Moptop haircuts and white shirts worn with slim-fitting suits and ultra-skinny ties, but above all, elegant outfits with a traditional yet revolutionary feel. A style that continues to inspire dandies through the third millennium. We are talking about one - or rather, four - style icons and genuine protagonists of 1960s fashions with a charisma that has influenced menswear through every decade to follow: The Beatles.


John Lennon, Paul McCartney, George Harrison, and Ringo Starr are the four names and faces that brought an extraordinary new wave into international music as well as into fashion, thanks to an unmistakable signature style that could be seen at every concert.

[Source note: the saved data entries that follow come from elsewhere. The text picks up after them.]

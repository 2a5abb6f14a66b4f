//! Operator-facing CLI output.
//!
//! Human mode prints colored, indented lines; `--json` mode prints one JSON
//! object per line instead so the keeper can be scripted. `--quiet` drops
//! everything except warnings and errors.

use std::fmt::Display;
use std::sync::{OnceLock, RwLock};

use owo_colors::OwoColorize;
use serde_json::json;

/// Runtime output configuration shared by CLI handlers.
#[derive(Debug, Clone, Copy, Default)]
pub struct OutputConfig {
    /// Emit machine-readable JSON output instead of human-readable text.
    pub json: bool,
    /// Suppress non-essential output.
    pub quiet: bool,
    /// Verbosity level (0 = normal, 1+ = increasingly verbose).
    pub verbose: u8,
}

impl OutputConfig {
    /// Create a new output configuration.
    #[must_use]
    pub const fn new(json: bool, quiet: bool, verbose: u8) -> Self {
        Self {
            json,
            quiet,
            verbose,
        }
    }
}

static OUTPUT_CONFIG: OnceLock<RwLock<OutputConfig>> = OnceLock::new();

fn config_cell() -> &'static RwLock<OutputConfig> {
    OUTPUT_CONFIG.get_or_init(|| RwLock::new(OutputConfig::default()))
}

fn read_config() -> OutputConfig {
    match config_cell().read() {
        Ok(config) => *config,
        Err(poisoned) => *poisoned.into_inner(),
    }
}

fn write_config(config: OutputConfig) {
    match config_cell().write() {
        Ok(mut current) => *current = config,
        Err(poisoned) => *poisoned.into_inner() = config,
    }
}

fn regular_output_suppressed(config: OutputConfig) -> bool {
    !config.json && config.quiet
}

fn emit_json_line(kind: &str, payload: serde_json::Value) {
    println!(
        "{}",
        json!({
            "type": kind,
            "payload": payload,
        })
    );
}

/// Apply output settings from global CLI flags.
pub fn configure(config: OutputConfig) {
    write_config(config);
}

/// Return whether machine-readable JSON output is enabled.
#[must_use]
pub fn is_json() -> bool {
    read_config().json
}

/// Return whether quiet mode is enabled.
#[must_use]
pub fn is_quiet() -> bool {
    read_config().quiet
}

/// Return the global verbosity level from `-v` flags.
#[must_use]
pub fn verbosity() -> u8 {
    read_config().verbose
}

/// Print the application header with name and version.
pub fn header(version: &str) {
    let config = read_config();
    if config.json || regular_output_suppressed(config) {
        return;
    }

    println!("{} {}", "surge-keeper".bold(), version.dimmed());
}

/// Print a labeled value.
pub fn field(label: &str, value: impl Display) {
    let config = read_config();
    let value = value.to_string();

    if config.json {
        emit_json_line("field", json!({ "label": label, "value": value }));
        return;
    }
    if regular_output_suppressed(config) {
        return;
    }

    println!("  {:<14} {}", label.dimmed(), value);
}

/// Print a success line.
pub fn success(message: &str) {
    let config = read_config();

    if config.json {
        emit_json_line("success", json!({ "message": message }));
        return;
    }
    if regular_output_suppressed(config) {
        return;
    }

    println!("  {} {}", "✓".green(), message);
}

/// Print a warning line.
pub fn warning(message: &str) {
    if is_json() {
        emit_json_line("warning", json!({ "message": message }));
        return;
    }

    println!("  {} {}", "⚠".yellow(), message);
}

/// Print an error line to stderr.
pub fn error(message: &str) {
    if is_json() {
        eprintln!(
            "{}",
            json!({
                "type": "error",
                "payload": { "message": message },
            })
        );
        return;
    }

    eprintln!("  {} {}", "×".red(), message);
}

/// Print a section header.
pub fn section(title: &str) {
    let config = read_config();

    if config.json {
        emit_json_line("section", json!({ "title": title }));
        return;
    }
    if regular_output_suppressed(config) {
        return;
    }

    println!();
    println!("{}", title.bold());
}

/// Print a hint with "hint:" prefix.
pub fn hint(message: &str) {
    let config = read_config();

    if config.json {
        emit_json_line("hint", json!({ "message": message }));
        return;
    }
    if regular_output_suppressed(config) {
        return;
    }

    println!("  {}: {}", "hint".cyan().dimmed(), message.dimmed());
}

/// Print pre-rendered multi-line content (tables), each line indented.
pub fn lines(content: &str) {
    let config = read_config();
    if config.json || regular_output_suppressed(config) {
        return;
    }

    for line in content.lines() {
        println!("  {line}");
    }
}

/// Emit a JSON value directly (for commands that need custom JSON output).
pub fn json_output(value: serde_json::Value) {
    println!("{value}");
}

/// Format a highlighted value in cyan.
pub fn highlight(value: impl Display) -> String {
    let value = value.to_string();
    if is_json() {
        return value;
    }
    format!("{}", value.cyan())
}

/// Format a count green when positive.
pub fn positive(value: impl Display) -> String {
    let value = value.to_string();
    if is_json() {
        return value;
    }
    format!("{}", value.green())
}

/// Format a count red.
pub fn negative(value: impl Display) -> String {
    let value = value.to_string();
    if is_json() {
        return value;
    }
    format!("{}", value.red())
}

/// Format a dimmed/muted value.
pub fn muted(value: impl Display) -> String {
    let value = value.to_string();
    if is_json() {
        return value;
    }
    format!("{}", value.dimmed())
}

Whether they were wearing loafers, sneakers or the trademark black leather ankle boots -  still known as “Beatles boots” - or even natural-coloured destructured, soft, chunky-knit sweaters, single-breasted suits with contrasting lapels, or even their brightly coloured suits with a clearly oriental feel - as they did for the official presentation of  Hello Goodbye - the iconic Fab Four could juggle any outfit, thanks to their effortless class and poise.


But the outfits we mostly associate with the Fab Four are their formal looks, with made-to-measure shirts - almost always white - with narrow collars, paired with dark ties, waistcoats, blazers and high-waisted skinny trousers to slim down and enhance the figure. Or total black suits with satin lapels naturally, worn without a tie. Simple styles and formal looks are the two foundations of their good guy look.

 

Minimalist styles that go past the rhetoric. The unmistakable style that the Beatles made their own, setting a trend and inspiring the greatest designers all over the world, even more than fifty years on.


Even in their 1968 incarnation, with typical flower-power style - bell-bottoms, deliberately scruffy hair, striped shirts or long patterned tunics, they never took a step back from their elegant, chameleon-like stage dress.


Icons from another time or simply timeless icons? Simply, the Beatles.